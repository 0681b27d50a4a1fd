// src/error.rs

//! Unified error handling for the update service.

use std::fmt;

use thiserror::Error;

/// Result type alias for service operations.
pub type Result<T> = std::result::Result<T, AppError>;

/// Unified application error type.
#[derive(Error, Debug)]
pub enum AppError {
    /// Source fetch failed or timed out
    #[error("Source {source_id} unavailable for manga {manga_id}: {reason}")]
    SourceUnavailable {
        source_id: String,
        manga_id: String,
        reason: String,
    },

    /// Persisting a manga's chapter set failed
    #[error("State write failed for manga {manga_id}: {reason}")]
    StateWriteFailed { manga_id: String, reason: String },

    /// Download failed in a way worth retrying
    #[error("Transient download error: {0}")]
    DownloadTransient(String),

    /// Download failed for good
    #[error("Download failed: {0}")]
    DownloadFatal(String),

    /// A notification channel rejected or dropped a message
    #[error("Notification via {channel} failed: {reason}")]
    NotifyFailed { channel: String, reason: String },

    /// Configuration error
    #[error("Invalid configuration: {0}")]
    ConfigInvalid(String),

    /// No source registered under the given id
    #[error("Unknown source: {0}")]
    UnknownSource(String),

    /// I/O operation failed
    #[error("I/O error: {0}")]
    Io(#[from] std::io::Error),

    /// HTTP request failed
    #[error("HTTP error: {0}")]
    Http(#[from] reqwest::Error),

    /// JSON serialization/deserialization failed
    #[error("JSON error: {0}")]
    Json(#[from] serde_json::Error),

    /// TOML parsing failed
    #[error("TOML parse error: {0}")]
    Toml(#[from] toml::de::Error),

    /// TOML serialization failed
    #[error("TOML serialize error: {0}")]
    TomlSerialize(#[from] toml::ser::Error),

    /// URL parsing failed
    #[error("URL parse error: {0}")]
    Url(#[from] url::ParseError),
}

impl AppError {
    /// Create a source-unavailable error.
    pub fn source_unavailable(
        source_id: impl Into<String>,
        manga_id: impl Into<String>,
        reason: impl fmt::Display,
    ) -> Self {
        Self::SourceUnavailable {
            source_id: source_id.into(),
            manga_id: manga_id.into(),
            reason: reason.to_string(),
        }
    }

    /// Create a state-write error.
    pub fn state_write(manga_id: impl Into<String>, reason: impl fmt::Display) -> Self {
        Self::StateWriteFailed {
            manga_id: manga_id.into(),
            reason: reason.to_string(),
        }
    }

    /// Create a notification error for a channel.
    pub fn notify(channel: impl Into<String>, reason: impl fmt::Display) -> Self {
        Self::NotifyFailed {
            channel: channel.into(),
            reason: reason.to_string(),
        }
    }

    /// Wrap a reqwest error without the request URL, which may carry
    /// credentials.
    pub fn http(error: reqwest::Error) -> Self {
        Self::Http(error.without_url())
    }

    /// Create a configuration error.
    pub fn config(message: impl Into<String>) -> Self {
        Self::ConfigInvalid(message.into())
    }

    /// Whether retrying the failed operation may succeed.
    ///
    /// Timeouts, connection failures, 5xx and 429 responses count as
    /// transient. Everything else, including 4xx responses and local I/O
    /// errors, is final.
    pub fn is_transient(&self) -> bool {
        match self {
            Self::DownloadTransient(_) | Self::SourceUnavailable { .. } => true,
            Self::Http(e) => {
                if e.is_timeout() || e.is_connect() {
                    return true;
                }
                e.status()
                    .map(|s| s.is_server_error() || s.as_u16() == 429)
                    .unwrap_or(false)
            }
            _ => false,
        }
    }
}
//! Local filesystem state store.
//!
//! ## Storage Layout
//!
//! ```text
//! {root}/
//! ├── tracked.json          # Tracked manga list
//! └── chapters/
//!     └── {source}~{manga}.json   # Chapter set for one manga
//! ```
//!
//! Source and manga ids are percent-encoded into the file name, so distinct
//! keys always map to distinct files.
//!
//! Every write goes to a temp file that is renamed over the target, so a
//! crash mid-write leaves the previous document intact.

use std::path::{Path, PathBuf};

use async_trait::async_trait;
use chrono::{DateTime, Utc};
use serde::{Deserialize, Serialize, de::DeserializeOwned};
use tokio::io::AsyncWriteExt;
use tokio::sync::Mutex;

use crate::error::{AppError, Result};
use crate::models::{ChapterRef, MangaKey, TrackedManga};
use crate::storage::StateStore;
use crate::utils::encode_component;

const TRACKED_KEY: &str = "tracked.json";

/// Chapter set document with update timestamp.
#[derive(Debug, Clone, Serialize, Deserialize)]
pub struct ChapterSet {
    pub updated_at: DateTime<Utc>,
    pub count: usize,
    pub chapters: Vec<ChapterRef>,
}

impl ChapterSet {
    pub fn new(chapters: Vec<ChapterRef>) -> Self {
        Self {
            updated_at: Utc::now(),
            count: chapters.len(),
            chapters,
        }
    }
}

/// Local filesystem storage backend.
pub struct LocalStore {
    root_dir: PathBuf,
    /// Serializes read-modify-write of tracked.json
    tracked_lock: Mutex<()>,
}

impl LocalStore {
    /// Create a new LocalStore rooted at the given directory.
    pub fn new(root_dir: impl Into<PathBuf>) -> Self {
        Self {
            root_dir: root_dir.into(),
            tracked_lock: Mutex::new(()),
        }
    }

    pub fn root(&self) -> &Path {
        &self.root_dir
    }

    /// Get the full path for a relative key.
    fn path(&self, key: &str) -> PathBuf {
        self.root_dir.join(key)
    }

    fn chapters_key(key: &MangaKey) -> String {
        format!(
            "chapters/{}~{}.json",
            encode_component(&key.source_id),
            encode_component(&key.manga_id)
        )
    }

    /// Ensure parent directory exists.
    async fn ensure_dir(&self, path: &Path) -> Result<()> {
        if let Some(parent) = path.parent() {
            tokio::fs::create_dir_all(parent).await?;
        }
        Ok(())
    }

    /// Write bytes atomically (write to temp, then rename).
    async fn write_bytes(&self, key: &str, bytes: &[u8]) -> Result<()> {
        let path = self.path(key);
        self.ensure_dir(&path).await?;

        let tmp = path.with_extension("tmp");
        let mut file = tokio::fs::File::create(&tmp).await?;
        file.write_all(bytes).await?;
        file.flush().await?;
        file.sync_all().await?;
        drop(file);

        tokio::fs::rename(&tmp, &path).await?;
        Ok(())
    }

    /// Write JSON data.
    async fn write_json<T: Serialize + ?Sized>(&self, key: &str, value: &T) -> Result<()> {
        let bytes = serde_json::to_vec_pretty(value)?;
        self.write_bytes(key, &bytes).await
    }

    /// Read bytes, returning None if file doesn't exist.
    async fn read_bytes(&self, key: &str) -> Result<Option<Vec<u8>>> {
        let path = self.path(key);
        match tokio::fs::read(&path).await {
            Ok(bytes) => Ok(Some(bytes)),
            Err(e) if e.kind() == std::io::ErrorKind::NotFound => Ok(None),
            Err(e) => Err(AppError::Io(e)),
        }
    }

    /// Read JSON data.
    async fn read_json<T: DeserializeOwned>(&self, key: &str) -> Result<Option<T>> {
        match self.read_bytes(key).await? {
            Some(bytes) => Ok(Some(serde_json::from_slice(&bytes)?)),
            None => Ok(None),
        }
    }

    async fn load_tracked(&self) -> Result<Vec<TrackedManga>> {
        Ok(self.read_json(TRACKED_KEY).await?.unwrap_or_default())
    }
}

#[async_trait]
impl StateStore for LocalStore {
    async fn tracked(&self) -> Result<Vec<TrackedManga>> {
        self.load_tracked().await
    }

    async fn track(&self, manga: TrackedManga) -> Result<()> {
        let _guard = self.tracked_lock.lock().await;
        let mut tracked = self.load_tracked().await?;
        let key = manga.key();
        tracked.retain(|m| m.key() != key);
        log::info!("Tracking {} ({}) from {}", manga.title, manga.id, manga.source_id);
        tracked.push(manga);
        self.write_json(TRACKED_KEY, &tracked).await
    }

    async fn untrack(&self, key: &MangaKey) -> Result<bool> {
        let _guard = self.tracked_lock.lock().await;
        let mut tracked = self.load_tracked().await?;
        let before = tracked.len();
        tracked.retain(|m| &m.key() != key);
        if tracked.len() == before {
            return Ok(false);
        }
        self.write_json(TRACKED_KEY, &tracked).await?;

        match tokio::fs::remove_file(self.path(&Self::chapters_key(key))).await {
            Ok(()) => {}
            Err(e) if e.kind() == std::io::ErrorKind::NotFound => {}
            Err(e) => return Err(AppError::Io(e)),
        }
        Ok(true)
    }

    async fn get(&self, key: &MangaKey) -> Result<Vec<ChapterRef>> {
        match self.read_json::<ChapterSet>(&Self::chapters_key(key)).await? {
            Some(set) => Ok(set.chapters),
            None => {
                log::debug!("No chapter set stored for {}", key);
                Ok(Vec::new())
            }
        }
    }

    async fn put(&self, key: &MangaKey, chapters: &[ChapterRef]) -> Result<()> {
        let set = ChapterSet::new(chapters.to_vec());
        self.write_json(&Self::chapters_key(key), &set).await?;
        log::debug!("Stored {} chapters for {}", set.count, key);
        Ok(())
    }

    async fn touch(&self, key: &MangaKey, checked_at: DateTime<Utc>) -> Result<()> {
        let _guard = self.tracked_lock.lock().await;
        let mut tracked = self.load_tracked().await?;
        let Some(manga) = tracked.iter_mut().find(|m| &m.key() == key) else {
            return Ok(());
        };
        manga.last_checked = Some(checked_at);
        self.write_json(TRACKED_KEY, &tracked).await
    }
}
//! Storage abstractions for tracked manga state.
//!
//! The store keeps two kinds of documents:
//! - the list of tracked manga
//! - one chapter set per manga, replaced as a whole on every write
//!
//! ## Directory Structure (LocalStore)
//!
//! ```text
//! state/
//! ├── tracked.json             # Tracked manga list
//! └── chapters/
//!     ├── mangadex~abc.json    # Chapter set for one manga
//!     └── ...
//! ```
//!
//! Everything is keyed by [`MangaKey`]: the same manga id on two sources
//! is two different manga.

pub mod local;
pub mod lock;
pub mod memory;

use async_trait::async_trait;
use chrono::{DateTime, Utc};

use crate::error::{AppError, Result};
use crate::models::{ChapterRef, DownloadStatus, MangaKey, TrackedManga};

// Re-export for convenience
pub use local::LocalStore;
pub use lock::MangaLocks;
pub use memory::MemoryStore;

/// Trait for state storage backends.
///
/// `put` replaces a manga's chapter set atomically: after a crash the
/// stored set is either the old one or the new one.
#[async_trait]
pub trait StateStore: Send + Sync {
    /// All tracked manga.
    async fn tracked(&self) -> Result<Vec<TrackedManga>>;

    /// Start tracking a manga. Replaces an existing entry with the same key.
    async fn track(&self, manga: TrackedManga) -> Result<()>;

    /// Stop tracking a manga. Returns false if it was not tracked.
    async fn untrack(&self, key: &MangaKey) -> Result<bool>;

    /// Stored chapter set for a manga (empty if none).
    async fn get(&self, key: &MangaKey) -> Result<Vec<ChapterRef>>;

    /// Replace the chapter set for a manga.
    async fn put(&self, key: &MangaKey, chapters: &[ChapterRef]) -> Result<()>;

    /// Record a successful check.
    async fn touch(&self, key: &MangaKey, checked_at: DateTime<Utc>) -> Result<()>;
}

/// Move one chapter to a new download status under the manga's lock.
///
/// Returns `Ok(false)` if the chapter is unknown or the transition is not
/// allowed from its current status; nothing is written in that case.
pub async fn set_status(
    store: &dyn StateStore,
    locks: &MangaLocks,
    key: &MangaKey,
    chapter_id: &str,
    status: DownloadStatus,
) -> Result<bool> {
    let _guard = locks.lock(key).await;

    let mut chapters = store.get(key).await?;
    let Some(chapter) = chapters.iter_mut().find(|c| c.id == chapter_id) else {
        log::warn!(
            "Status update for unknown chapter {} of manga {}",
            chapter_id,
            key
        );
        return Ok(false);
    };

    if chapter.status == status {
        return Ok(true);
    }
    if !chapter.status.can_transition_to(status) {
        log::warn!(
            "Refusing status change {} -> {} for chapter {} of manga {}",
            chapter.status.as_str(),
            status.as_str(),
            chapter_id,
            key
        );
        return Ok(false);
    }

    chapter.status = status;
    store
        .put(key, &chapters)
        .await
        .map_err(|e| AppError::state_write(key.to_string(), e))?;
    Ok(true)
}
==================================================
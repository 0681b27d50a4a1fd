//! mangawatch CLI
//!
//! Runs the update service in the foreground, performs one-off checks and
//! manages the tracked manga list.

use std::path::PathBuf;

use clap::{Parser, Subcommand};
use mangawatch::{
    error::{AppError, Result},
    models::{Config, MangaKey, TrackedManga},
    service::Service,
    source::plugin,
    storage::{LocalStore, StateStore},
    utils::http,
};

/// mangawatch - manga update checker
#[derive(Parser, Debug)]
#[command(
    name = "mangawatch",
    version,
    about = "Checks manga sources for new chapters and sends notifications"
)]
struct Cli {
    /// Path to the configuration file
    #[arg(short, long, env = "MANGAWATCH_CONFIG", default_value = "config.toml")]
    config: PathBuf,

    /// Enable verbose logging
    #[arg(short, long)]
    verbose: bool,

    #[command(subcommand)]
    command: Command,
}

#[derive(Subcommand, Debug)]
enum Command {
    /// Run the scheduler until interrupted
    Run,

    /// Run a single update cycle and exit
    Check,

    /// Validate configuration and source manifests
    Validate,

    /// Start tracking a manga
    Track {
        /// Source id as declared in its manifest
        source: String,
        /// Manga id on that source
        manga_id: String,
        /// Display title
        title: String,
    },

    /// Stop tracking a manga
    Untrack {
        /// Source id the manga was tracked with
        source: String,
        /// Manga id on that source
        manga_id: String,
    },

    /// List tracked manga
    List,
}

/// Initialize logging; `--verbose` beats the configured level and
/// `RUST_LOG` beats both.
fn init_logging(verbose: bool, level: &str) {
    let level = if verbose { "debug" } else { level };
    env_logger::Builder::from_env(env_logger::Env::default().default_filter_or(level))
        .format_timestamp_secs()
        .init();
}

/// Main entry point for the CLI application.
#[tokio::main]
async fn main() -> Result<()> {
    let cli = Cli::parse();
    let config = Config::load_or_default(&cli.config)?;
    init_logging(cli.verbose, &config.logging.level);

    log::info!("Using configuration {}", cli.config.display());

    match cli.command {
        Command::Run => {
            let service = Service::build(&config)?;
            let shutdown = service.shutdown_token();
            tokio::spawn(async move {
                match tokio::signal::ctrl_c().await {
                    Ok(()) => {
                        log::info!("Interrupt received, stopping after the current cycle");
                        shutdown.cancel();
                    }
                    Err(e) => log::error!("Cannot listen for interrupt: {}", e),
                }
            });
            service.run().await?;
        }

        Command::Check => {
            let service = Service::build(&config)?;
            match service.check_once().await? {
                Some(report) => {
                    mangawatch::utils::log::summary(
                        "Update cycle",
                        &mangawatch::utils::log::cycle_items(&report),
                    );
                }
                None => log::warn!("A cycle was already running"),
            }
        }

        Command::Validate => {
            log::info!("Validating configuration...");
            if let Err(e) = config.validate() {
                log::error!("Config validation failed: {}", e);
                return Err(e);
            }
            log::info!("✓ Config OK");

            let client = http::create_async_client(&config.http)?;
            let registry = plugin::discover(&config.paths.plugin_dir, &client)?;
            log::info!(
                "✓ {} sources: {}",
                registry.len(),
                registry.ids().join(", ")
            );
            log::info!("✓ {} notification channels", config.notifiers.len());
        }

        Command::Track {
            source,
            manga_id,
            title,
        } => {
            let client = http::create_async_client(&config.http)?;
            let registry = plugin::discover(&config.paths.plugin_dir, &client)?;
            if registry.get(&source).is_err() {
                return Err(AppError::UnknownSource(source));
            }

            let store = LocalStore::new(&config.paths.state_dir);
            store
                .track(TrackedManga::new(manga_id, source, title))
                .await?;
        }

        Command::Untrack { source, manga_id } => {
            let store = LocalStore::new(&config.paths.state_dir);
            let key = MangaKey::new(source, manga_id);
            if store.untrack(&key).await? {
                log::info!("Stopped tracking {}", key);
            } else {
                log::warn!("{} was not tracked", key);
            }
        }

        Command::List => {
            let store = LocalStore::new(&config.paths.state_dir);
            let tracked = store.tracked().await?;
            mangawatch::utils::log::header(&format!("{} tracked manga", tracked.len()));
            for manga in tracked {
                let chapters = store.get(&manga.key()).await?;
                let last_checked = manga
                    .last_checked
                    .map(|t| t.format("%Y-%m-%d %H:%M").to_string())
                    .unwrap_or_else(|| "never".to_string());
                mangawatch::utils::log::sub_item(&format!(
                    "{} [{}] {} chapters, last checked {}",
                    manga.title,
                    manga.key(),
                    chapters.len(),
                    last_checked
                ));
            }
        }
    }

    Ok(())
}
==================================================
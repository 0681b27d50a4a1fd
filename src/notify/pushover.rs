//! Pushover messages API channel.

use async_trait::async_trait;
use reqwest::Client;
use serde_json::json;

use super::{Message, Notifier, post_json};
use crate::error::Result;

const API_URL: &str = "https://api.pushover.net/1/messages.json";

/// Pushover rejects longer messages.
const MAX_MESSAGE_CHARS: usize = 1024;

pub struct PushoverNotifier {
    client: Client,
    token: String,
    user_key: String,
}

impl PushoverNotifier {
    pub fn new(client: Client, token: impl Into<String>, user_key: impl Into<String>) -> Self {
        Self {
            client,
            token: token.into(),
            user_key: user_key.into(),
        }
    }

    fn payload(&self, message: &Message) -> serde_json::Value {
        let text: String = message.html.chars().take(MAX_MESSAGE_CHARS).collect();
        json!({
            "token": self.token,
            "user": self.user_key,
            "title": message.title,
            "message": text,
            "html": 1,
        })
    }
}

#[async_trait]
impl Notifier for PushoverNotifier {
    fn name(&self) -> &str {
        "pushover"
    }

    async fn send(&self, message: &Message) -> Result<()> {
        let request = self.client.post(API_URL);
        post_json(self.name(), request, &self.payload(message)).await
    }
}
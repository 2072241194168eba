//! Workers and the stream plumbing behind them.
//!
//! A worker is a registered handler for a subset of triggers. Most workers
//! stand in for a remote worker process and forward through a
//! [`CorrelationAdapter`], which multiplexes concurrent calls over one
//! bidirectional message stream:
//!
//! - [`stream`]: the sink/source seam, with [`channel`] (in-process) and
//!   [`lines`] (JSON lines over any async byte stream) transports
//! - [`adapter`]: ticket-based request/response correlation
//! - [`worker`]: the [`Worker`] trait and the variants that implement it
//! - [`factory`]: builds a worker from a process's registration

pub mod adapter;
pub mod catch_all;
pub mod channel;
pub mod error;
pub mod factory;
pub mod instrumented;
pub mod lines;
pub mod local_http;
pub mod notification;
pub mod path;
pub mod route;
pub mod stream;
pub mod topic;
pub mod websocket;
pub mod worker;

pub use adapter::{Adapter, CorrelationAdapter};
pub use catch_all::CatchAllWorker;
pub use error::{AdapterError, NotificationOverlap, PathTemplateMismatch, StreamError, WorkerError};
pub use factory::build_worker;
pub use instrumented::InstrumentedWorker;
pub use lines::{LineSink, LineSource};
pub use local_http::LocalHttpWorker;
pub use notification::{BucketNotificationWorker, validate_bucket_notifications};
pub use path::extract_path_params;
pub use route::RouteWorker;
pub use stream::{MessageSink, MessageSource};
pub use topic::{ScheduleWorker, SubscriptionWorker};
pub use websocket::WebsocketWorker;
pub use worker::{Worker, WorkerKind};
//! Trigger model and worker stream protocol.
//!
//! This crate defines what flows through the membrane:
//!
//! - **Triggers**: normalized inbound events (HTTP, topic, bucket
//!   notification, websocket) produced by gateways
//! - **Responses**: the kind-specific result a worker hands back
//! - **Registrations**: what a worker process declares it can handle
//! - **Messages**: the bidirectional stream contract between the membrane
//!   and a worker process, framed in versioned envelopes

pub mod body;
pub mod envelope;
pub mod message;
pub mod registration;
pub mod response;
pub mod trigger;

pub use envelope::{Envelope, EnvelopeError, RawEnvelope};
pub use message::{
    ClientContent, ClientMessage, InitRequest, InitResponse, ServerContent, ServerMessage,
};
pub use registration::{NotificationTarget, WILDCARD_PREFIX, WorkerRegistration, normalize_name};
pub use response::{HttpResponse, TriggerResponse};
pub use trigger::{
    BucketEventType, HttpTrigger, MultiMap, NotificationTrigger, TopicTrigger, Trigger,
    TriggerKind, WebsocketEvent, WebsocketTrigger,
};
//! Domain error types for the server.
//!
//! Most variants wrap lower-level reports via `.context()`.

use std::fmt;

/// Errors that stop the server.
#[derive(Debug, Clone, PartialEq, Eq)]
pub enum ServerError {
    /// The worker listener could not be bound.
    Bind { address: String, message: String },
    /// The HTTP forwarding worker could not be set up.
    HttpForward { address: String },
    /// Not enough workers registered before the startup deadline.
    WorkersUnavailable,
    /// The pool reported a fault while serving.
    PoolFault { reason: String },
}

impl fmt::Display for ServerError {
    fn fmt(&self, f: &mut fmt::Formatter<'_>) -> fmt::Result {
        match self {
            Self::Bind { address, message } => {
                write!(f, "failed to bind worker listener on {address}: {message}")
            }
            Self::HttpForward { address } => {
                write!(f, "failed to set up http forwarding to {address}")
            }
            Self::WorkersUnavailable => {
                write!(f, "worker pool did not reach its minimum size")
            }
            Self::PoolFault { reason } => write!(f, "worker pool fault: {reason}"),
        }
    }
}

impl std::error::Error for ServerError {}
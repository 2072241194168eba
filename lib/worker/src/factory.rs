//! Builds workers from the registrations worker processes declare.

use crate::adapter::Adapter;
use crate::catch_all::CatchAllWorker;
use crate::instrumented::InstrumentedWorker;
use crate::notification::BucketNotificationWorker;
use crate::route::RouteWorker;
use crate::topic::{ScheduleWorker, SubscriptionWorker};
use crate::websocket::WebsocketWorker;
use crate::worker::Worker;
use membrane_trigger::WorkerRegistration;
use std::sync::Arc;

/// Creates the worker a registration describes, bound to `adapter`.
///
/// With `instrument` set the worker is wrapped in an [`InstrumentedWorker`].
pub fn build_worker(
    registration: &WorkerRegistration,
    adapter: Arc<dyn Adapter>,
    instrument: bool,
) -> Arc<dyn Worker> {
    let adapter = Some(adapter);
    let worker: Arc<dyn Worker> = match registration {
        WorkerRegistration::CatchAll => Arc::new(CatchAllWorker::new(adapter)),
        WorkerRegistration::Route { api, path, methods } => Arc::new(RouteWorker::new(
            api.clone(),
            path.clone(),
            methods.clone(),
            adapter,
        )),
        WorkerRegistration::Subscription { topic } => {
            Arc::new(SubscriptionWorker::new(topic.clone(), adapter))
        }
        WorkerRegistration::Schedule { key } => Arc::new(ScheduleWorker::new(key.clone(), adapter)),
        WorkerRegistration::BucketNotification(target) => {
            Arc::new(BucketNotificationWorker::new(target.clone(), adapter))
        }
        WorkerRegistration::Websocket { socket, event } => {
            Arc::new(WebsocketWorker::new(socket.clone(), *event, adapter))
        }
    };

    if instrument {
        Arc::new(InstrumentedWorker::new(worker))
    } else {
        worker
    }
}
==================================================
_About this task:_ Search the entries for the string "utils" and collect each line that has it.

_Answer for this exercise:_
use crate::utils::encode_component;
    utils::http,
                    mangawatch::utils::log::summary(
                        &mangawatch::utils::log::cycle_items(&report),
            mangawatch::utils::log::header(&format!("{} tracked manga", tracked.len()));
                mangawatch::utils::log::sub_item(&format!(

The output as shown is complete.